Mears was a midwife, mother, and author in London, England. Her work, Pupil of Nature, was published in 1797. The full title is Pupil of Nature: or Candid advice to the fair sex, on the subjects of pregnancy, childbirth, the diseases incident to both, the fatal effects of ignorance and quackery, and the most approved means of promoting health, strength and beauty of their offspring. It consists of 11 essays, each divided into numbered sections, about topics from the state of the womb before and after conception, to the effect of music on nerves. She depicted the pregnant woman as a cluster of symptoms to be managed, particularly with regard to her psychological state. Mears subscribed to the common notion that "irritability" of the pregnant woman’s uterus induced a heightened "sensibility". The organization and broad scope of the text mirrored this representation of the body as a bundle of potential pathologies.

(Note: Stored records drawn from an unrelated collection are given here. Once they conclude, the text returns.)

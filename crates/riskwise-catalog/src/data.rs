// Copyright 2026 Phillip Cloud
// Licensed under the Apache License, Version 2.0

use riskwise_app::{
    Category, Company, CompanyId, ComparisonRow, CtaKind, Policy, PolicyDetails, PolicyId,
};

use crate::Catalog;

fn strings(values: &[&str]) -> Vec<String> {
    values.iter().map(|value| (*value).to_owned()).collect()
}

/// Builds the shipped catalog. Data is illustrative, not live quotes.
pub(crate) fn builtin() -> Catalog {
    let companies = vec![
        Company {
            id: CompanyId::new("star"),
            name: "Star Health Insurance".to_owned(),
            category: Category::Health,
            features: strings(&[
                "9000+ Cashless Hospitals",
                "No Co-Pay on Select Plans",
                "Specialist Health Focus",
            ]),
        },
        Company {
            id: CompanyId::new("icici"),
            name: "ICICI Prudential Life".to_owned(),
            category: Category::Life,
            features: strings(&[
                "High Claim Settlement (98.5%)",
                "Customizable Payouts",
                "Term Life Experts",
            ]),
        },
        Company {
            id: CompanyId::new("hdfc"),
            name: "HDFC ERGO".to_owned(),
            category: Category::General,
            features: strings(&[
                "Secure Benefit (2X Coverage)",
                "Digital Claim Process",
                "General & Health",
            ]),
        },
        Company {
            id: CompanyId::new("max"),
            name: "Max Life Insurance".to_owned(),
            category: Category::Life,
            features: strings(&[
                "Guaranteed Return Options (ROP)",
                "Accident & Disability Riders",
                "High Tenure Term Plans",
            ]),
        },
    ];

    let policies = vec![
        Policy {
            id: PolicyId::new(101),
            company_id: CompanyId::new("star"),
            name: "Family Health Optima".to_owned(),
            type_label: "Family Floater".to_owned(),
            final_price: 12_750,
            referral_bonus: "₹1,000 Amazon Voucher".to_owned(),
            cta: CtaKind::WhatsApp,
            details: PolicyDetails {
                sum_insured: "₹5 Lakhs".to_owned(),
                features: strings(&[
                    "Automatic Restoration of SI",
                    "Maternity Cover (Optional)",
                ]),
                exclusions: strings(&["First 30 days non-accident claims"]),
            },
        },
        Policy {
            id: PolicyId::new(201),
            company_id: CompanyId::new("icici"),
            name: "iProtect Smart".to_owned(),
            type_label: "Term Life".to_owned(),
            final_price: 16_200,
            referral_bonus: "None".to_owned(),
            cta: CtaKind::Phone,
            details: PolicyDetails {
                sum_insured: "₹1 Cr".to_owned(),
                features: strings(&["Term cover", "Optional Critical Illness"]),
                exclusions: Vec::new(),
            },
        },
        Policy {
            id: PolicyId::new(301),
            company_id: CompanyId::new("hdfc"),
            name: "Optima Secure".to_owned(),
            type_label: "Health".to_owned(),
            final_price: 18_700,
            referral_bonus: "None".to_owned(),
            cta: CtaKind::WhatsApp,
            details: PolicyDetails {
                sum_insured: "₹10 Lakhs".to_owned(),
                features: strings(&["2X Coverage", "Digital Claims"]),
                exclusions: Vec::new(),
            },
        },
        Policy {
            id: PolicyId::new(401),
            company_id: CompanyId::new("max"),
            name: "Smart Secure".to_owned(),
            type_label: "Term Life".to_owned(),
            final_price: 24_000,
            referral_bonus: "None".to_owned(),
            cta: CtaKind::Phone,
            details: PolicyDetails {
                sum_insured: "₹2 Cr".to_owned(),
                features: strings(&["ROP Option", "Accident Add-on"]),
                exclusions: Vec::new(),
            },
        },
    ];

    let comparisons = vec![
        ComparisonRow {
            name: "Star Family Health Optima".to_owned(),
            type_label: "Health".to_owned(),
            sum_insured: "₹5 L".to_owned(),
            claim_ratio: "95%".to_owned(),
            price_fmt: "₹12,750/yr".to_owned(),
            company_id: CompanyId::new("star"),
            policy_id: PolicyId::new(101),
        },
        ComparisonRow {
            name: "HDFC Ergo Optima Secure".to_owned(),
            type_label: "Health".to_owned(),
            sum_insured: "₹10 L".to_owned(),
            claim_ratio: "98%".to_owned(),
            price_fmt: "₹18,700/yr".to_owned(),
            company_id: CompanyId::new("hdfc"),
            policy_id: PolicyId::new(301),
        },
        ComparisonRow {
            name: "ICICI Pru iProtect Smart".to_owned(),
            type_label: "Term Life".to_owned(),
            sum_insured: "₹1 Cr".to_owned(),
            claim_ratio: "98.5%".to_owned(),
            price_fmt: "₹16,200/yr".to_owned(),
            company_id: CompanyId::new("icici"),
            policy_id: PolicyId::new(201),
        },
        ComparisonRow {
            name: "Max Life Smart Secure".to_owned(),
            type_label: "Term Life".to_owned(),
            sum_insured: "₹2 Cr".to_owned(),
            claim_ratio: "99.2%".to_owned(),
            price_fmt: "₹24,000/yr".to_owned(),
            company_id: CompanyId::new("max"),
            policy_id: PolicyId::new(401),
        },
    ];

    Catalog {
        companies,
        policies,
        comparisons,
    }
}
// Copyright 2026 Phillip Cloud
// Licensed under the Apache License, Version 2.0

use serde::{Deserialize, Serialize};

/// Catalog key for an insurer. Keys are short lowercase slugs ("star", "icici").
#[derive(Debug, Clone, PartialEq, Eq, PartialOrd, Ord, Hash, Serialize, Deserialize)]
pub struct CompanyId(String);

impl CompanyId {
    pub fn new(value: impl Into<String>) -> Self {
        Self(value.into())
    }

    pub fn as_str(&self) -> &str {
        &self.0
    }
}

impl From<&str> for CompanyId {
    fn from(value: &str) -> Self {
        Self(value.to_owned())
    }
}

impl std::fmt::Display for CompanyId {
    fn fmt(&self, f: &mut std::fmt::Formatter<'_>) -> std::fmt::Result {
        f.write_str(&self.0)
    }
}

/// Catalog key for a policy, unique within its owning company.
#[derive(
    Debug, Clone, Copy, PartialEq, Eq, PartialOrd, Ord, Hash, Serialize, Deserialize,
)]
pub struct PolicyId(i64);

impl PolicyId {
    pub const fn new(value: i64) -> Self {
        Self(value)
    }

    pub const fn get(self) -> i64 {
        self.0
    }
}

impl From<i64> for PolicyId {
    fn from(value: i64) -> Self {
        Self(value)
    }
}

impl std::fmt::Display for PolicyId {
    fn fmt(&self, f: &mut std::fmt::Formatter<'_>) -> std::fmt::Result {
        write!(f, "{}", self.0)
    }
}
// Copyright 2026 Phillip Cloud
// Licensed under the Apache License, Version 2.0

//! Static product catalog plus the pure filter/sort engine that the UI layers
//! run over it. All data lives in memory; there is no backing store.

use std::cmp::Ordering;

use riskwise_app::{CategoryFilter, Company, CompanyId, ComparisonRow, Policy, PolicyId, SortMode};

mod data;

#[derive(Debug, Clone)]
pub struct Catalog {
    companies: Vec<Company>,
    policies: Vec<Policy>,
    comparisons: Vec<ComparisonRow>,
}

impl Catalog {
    /// The catalog shipped with the binary.
    pub fn builtin() -> Self {
        data::builtin()
    }

    pub fn companies(&self) -> &[Company] {
        &self.companies
    }

    pub fn comparisons(&self) -> &[ComparisonRow] {
        &self.comparisons
    }

    pub fn find_company(&self, id: &CompanyId) -> Option<&Company> {
        self.companies.iter().find(|company| company.id == *id)
    }

    /// Policies for one company, in catalog order.
    pub fn policies_for(&self, company_id: &CompanyId) -> Vec<&Policy> {
        self.policies
            .iter()
            .filter(|policy| policy.company_id == *company_id)
            .collect()
    }

    pub fn find_policy(&self, company_id: &CompanyId, policy_id: PolicyId) -> Option<&Policy> {
        self.policies
            .iter()
            .find(|policy| policy.company_id == *company_id && policy.id == policy_id)
    }
}

/// Applies the category predicate and the free-text search to the company
/// grid. The search is a case-insensitive substring match, checked against
/// the company name and the joined feature list as two separate haystacks;
/// catalog order is preserved.
pub fn filter_companies<'a>(
    companies: &'a [Company],
    category: CategoryFilter,
    search: &str,
) -> Vec<&'a Company> {
    let needle = search.to_lowercase();
    companies
        .iter()
        .filter(|company| category.matches(company.category))
        .filter(|company| {
            if needle.is_empty() {
                return true;
            }
            company.name.to_lowercase().contains(&needle)
                || company.features.join(" ").to_lowercase().contains(&needle)
        })
        .collect()
}

/// Sorts a copy of the comparison rows. `Recommended` keeps the authored
/// order. Rows whose sort key fails to parse always sink to the end,
/// regardless of direction, so malformed data never floats to the top.
pub fn sort_comparisons(rows: &[ComparisonRow], mode: SortMode) -> Vec<ComparisonRow> {
    let mut sorted = rows.to_vec();
    match mode {
        SortMode::Recommended => {}
        SortMode::PriceAscending => {
            sorted.sort_by(|a, b| compare_keys(price_key(a), price_key(b), false));
        }
        SortMode::PriceDescending => {
            sorted.sort_by(|a, b| compare_keys(price_key(a), price_key(b), true));
        }
        SortMode::ClaimRatioDescending => {
            sorted.sort_by(|a, b| match (claim_key(a), claim_key(b)) {
                (Some(a), Some(b)) => b.total_cmp(&a),
                (Some(_), None) => Ordering::Less,
                (None, Some(_)) => Ordering::Greater,
                (None, None) => Ordering::Equal,
            });
        }
    }
    sorted
}

fn compare_keys(a: Option<u64>, b: Option<u64>, descending: bool) -> Ordering {
    match (a, b) {
        (Some(a), Some(b)) => {
            if descending {
                b.cmp(&a)
            } else {
                a.cmp(&b)
            }
        }
        (Some(_), None) => Ordering::Less,
        (None, Some(_)) => Ordering::Greater,
        (None, None) => Ordering::Equal,
    }
}

/// Numeric key behind a formatted price such as "₹12,750/yr". Strips
/// everything except ASCII digits before parsing.
pub fn price_key(row: &ComparisonRow) -> Option<u64> {
    let digits: String = row
        .price_fmt
        .chars()
        .filter(char::is_ascii_digit)
        .collect();
    if digits.is_empty() {
        return None;
    }
    digits.parse().ok()
}

/// Numeric key behind a claim ratio such as "98.5%".
pub fn claim_key(row: &ComparisonRow) -> Option<f64> {
    row.claim_ratio.trim().trim_end_matches('%').parse().ok()
}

A contemporary review of her work describes its purpose being to teach women the important advantages of pursuing nature's plans in everything that relates to the pregnant state. Mears' studied the writings of Harvey, Leake, Smellie and Denman.

==Legacy==
Mears' was the last major contributor to the eighteenth-century midwifery dispute. Her work is considered an eighteenth-century version of the popular prenatal guide What to Expect When You’re Expecting.

In 1979, the American feminist artist Judy Chicago paid tribute to Mears by including her in her major work The Dinner Party.